* _Extracted data_
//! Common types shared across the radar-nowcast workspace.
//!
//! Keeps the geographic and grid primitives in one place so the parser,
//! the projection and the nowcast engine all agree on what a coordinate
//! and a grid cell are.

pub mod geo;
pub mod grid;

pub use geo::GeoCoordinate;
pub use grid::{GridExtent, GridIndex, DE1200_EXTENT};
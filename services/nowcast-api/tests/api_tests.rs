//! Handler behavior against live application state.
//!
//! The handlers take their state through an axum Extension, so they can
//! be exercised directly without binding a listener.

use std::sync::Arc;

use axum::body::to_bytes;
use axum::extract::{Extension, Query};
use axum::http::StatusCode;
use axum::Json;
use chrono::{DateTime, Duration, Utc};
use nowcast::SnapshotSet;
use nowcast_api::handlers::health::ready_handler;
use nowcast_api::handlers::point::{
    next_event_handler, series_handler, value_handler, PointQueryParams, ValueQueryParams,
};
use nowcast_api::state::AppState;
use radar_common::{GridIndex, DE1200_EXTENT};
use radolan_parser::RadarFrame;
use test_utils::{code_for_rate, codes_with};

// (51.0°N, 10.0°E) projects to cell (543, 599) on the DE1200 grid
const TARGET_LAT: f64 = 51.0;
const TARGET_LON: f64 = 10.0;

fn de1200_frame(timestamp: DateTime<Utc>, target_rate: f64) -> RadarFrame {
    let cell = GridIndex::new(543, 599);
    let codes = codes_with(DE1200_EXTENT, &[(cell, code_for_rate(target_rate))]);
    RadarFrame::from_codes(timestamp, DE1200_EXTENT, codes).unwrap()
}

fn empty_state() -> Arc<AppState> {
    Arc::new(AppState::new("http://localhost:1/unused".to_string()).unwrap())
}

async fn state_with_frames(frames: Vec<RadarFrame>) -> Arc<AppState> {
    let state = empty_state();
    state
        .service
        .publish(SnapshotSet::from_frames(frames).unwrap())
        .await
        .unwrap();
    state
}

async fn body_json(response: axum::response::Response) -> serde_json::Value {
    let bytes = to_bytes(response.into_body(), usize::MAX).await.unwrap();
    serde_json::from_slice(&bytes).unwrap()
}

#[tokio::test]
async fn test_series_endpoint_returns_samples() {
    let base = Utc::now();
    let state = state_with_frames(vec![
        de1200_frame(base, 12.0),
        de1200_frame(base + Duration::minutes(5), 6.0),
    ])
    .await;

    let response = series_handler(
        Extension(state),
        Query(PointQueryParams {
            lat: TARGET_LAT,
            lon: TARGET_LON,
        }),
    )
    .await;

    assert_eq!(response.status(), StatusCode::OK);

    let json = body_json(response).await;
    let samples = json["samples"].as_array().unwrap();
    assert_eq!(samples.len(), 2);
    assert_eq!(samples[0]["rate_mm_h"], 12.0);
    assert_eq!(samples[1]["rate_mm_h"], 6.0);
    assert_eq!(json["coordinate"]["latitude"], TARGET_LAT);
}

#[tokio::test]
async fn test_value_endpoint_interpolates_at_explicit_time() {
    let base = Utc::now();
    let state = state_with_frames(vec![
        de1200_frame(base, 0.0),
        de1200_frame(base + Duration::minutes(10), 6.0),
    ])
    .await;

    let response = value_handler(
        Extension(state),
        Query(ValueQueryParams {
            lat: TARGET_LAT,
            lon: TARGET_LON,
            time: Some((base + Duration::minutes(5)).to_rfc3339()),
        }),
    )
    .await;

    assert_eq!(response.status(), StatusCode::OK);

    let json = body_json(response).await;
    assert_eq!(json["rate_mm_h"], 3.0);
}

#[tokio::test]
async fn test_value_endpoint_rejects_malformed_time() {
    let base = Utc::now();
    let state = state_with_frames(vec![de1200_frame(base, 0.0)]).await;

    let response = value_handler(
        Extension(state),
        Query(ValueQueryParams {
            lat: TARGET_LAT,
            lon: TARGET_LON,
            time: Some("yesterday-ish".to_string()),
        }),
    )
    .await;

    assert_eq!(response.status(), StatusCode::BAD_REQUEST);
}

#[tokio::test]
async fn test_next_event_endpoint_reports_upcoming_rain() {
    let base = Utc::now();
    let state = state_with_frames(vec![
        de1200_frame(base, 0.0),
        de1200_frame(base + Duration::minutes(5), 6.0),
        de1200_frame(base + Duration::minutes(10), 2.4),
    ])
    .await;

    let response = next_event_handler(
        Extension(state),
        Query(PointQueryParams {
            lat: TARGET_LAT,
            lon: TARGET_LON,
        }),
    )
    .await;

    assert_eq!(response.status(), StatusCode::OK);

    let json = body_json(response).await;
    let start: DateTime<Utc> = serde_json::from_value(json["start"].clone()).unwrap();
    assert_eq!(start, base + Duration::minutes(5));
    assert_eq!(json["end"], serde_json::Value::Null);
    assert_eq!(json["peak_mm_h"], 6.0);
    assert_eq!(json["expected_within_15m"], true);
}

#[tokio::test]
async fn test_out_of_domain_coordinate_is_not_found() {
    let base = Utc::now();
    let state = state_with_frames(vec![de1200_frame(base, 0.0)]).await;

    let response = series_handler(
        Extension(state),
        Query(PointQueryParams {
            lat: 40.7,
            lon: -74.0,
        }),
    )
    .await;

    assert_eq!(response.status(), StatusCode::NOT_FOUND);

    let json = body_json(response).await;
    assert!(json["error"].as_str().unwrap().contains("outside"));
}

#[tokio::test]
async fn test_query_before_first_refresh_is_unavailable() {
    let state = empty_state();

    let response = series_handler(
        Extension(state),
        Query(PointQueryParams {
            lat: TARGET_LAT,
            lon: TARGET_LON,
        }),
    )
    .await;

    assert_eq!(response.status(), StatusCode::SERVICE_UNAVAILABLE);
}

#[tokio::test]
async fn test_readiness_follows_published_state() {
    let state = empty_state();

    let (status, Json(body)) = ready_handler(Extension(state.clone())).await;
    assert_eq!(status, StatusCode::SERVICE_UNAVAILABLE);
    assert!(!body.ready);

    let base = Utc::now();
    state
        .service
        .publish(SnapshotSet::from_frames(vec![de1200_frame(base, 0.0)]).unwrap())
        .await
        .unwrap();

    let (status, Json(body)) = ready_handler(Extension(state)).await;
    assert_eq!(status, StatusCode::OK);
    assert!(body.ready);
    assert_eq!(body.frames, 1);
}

* _What is needed_
The answer must contain every line of the material, unchanged.

* _Response_
//! Common types shared across the radar-nowcast workspace.
//!
//! Keeps the geographic and grid primitives in one place so the parser,
//! the projection and the nowcast engine all agree on what a coordinate
//! and a grid cell are.

pub mod geo;
pub mod grid;

pub use geo::GeoCoordinate;
pub use grid::{GridExtent, GridIndex, DE1200_EXTENT};
filename services/nowcast-api/tests/api_tests.rs
//! Handler behavior against live application state.
//!
//! The handlers take their state through an axum Extension, so they can
//! be exercised directly without binding a listener.

use std::sync::Arc;

use axum::body::to_bytes;
use axum::extract::{Extension, Query};
use axum::http::StatusCode;
use axum::Json;
use chrono::{DateTime, Duration, Utc};
use nowcast::SnapshotSet;
use nowcast_api::handlers::health::ready_handler;
use nowcast_api::handlers::point::{
    next_event_handler, series_handler, value_handler, PointQueryParams, ValueQueryParams,
};
use nowcast_api::state::AppState;
use radar_common::{GridIndex, DE1200_EXTENT};
use radolan_parser::RadarFrame;
use test_utils::{code_for_rate, codes_with};

// (51.0°N, 10.0°E) projects to cell (543, 599) on the DE1200 grid
const TARGET_LAT: f64 = 51.0;
const TARGET_LON: f64 = 10.0;

fn de1200_frame(timestamp: DateTime<Utc>, target_rate: f64) -> RadarFrame {
    let cell = GridIndex::new(543, 599);
    let codes = codes_with(DE1200_EXTENT, &[(cell, code_for_rate(target_rate))]);
    RadarFrame::from_codes(timestamp, DE1200_EXTENT, codes).unwrap()
}

fn empty_state() -> Arc<AppState> {
    Arc::new(AppState::new("http://localhost:1/unused".to_string()).unwrap())
}

async fn state_with_frames(frames: Vec<RadarFrame>) -> Arc<AppState> {
    let state = empty_state();
    state
        .service
        .publish(SnapshotSet::from_frames(frames).unwrap())
        .await
        .unwrap();
    state
}

async fn body_json(response: axum::response::Response) -> serde_json::Value {
    let bytes = to_bytes(response.into_body(), usize::MAX).await.unwrap();
    serde_json::from_slice(&bytes).unwrap()
}

#[tokio::test]
async fn test_series_endpoint_returns_samples() {
    let base = Utc::now();
    let state = state_with_frames(vec![
        de1200_frame(base, 12.0),
        de1200_frame(base + Duration::minutes(5), 6.0),
    ])
    .await;

    let response = series_handler(
        Extension(state),
        Query(PointQueryParams {
            lat: TARGET_LAT,
            lon: TARGET_LON,
        }),
    )
    .await;

    assert_eq!(response.status(), StatusCode::OK);

    let json = body_json(response).await;
    let samples = json["samples"].as_array().unwrap();
    assert_eq!(samples.len(), 2);
    assert_eq!(samples[0]["rate_mm_h"], 12.0);
    assert_eq!(samples[1]["rate_mm_h"], 6.0);
    assert_eq!(json["coordinate"]["latitude"], TARGET_LAT);
}

#[tokio::test]
async fn test_value_endpoint_interpolates_at_explicit_time() {
    let base = Utc::now();
    let state = state_with_frames(vec![
        de1200_frame(base, 0.0),
        de1200_frame(base + Duration::minutes(10), 6.0),
    ])
    .await;

    let response = value_handler(
        Extension(state),
        Query(ValueQueryParams {
            lat: TARGET_LAT,
            lon: TARGET_LON,
            time: Some((base + Duration::minutes(5)).to_rfc3339()),
        }),
    )
    .await;

    assert_eq!(response.status(), StatusCode::OK);

    let json = body_json(response).await;
    assert_eq!(json["rate_mm_h"], 3.0);
}

#[tokio::test]
async fn test_value_endpoint_rejects_malformed_time() {
    let base = Utc::now();
    let state = state_with_frames(vec![de1200_frame(base, 0.0)]).await;

    let response = value_handler(
        Extension(state),
        Query(ValueQueryParams {
            lat: TARGET_LAT,
            lon: TARGET_LON,
            time: Some("yesterday-ish".to_string()),
        }),
    )
    .await;

    assert_eq!(response.status(), StatusCode::BAD_REQUEST);
}

#[tokio::test]
async fn test_next_event_endpoint_reports_upcoming_rain() {
    let base = Utc::now();
    let state = state_with_frames(vec![
        de1200_frame(base, 0.0),
        de1200_frame(base + Duration::minutes(5), 6.0),
        de1200_frame(base + Duration::minutes(10), 2.4),
    ])
    .await;

    let response = next_event_handler(
        Extension(state),
        Query(PointQueryParams {
            lat: TARGET_LAT,
            lon: TARGET_LON,
        }),
    )
    .await;

    assert_eq!(response.status(), StatusCode::OK);

    let json = body_json(response).await;
    let start: DateTime<Utc> = serde_json::from_value(json["start"].clone()).unwrap();
    assert_eq!(start, base + Duration::minutes(5));
    assert_eq!(json["end"], serde_json::Value::Null);
    assert_eq!(json["peak_mm_h"], 6.0);
    assert_eq!(json["expected_within_15m"], true);
}

#[tokio::test]
async fn test_out_of_domain_coordinate_is_not_found() {
    let base = Utc::now();
    let state = state_with_frames(vec![de1200_frame(base, 0.0)]).await;

    let response = series_handler(
        Extension(state),
        Query(PointQueryParams {
            lat: 40.7,
            lon: -74.0,
        }),
    )
    .await;

    assert_eq!(response.status(), StatusCode::NOT_FOUND);

    let json = body_json(response).await;
    assert!(json["error"].as_str().unwrap().contains("outside"));
}

#[tokio::test]
async fn test_query_before_first_refresh_is_unavailable() {
    let state = empty_state();

    let response = series_handler(
        Extension(state),
        Query(PointQueryParams {
            lat: TARGET_LAT,
            lon: TARGET_LON,
        }),
    )
    .await;

    assert_eq!(response.status(), StatusCode::SERVICE_UNAVAILABLE);
}

#[tokio::test]
async fn test_readiness_follows_published_state() {
    let state = empty_state();

    let (status, Json(body)) = ready_handler(Extension(state.clone())).await;
    assert_eq!(status, StatusCode::SERVICE_UNAVAILABLE);
    assert!(!body.ready);

    let base = Utc::now();
    state
        .service
        .publish(SnapshotSet::from_frames(vec![de1200_frame(base, 0.0)]).unwrap())
        .await
        .unwrap();

    let (status, Json(body)) = ready_handler(Extension(state)).await;
    assert_eq!(status, StatusCode::OK);
    assert!(body.ready);
    assert_eq!(body.frames, 1);
}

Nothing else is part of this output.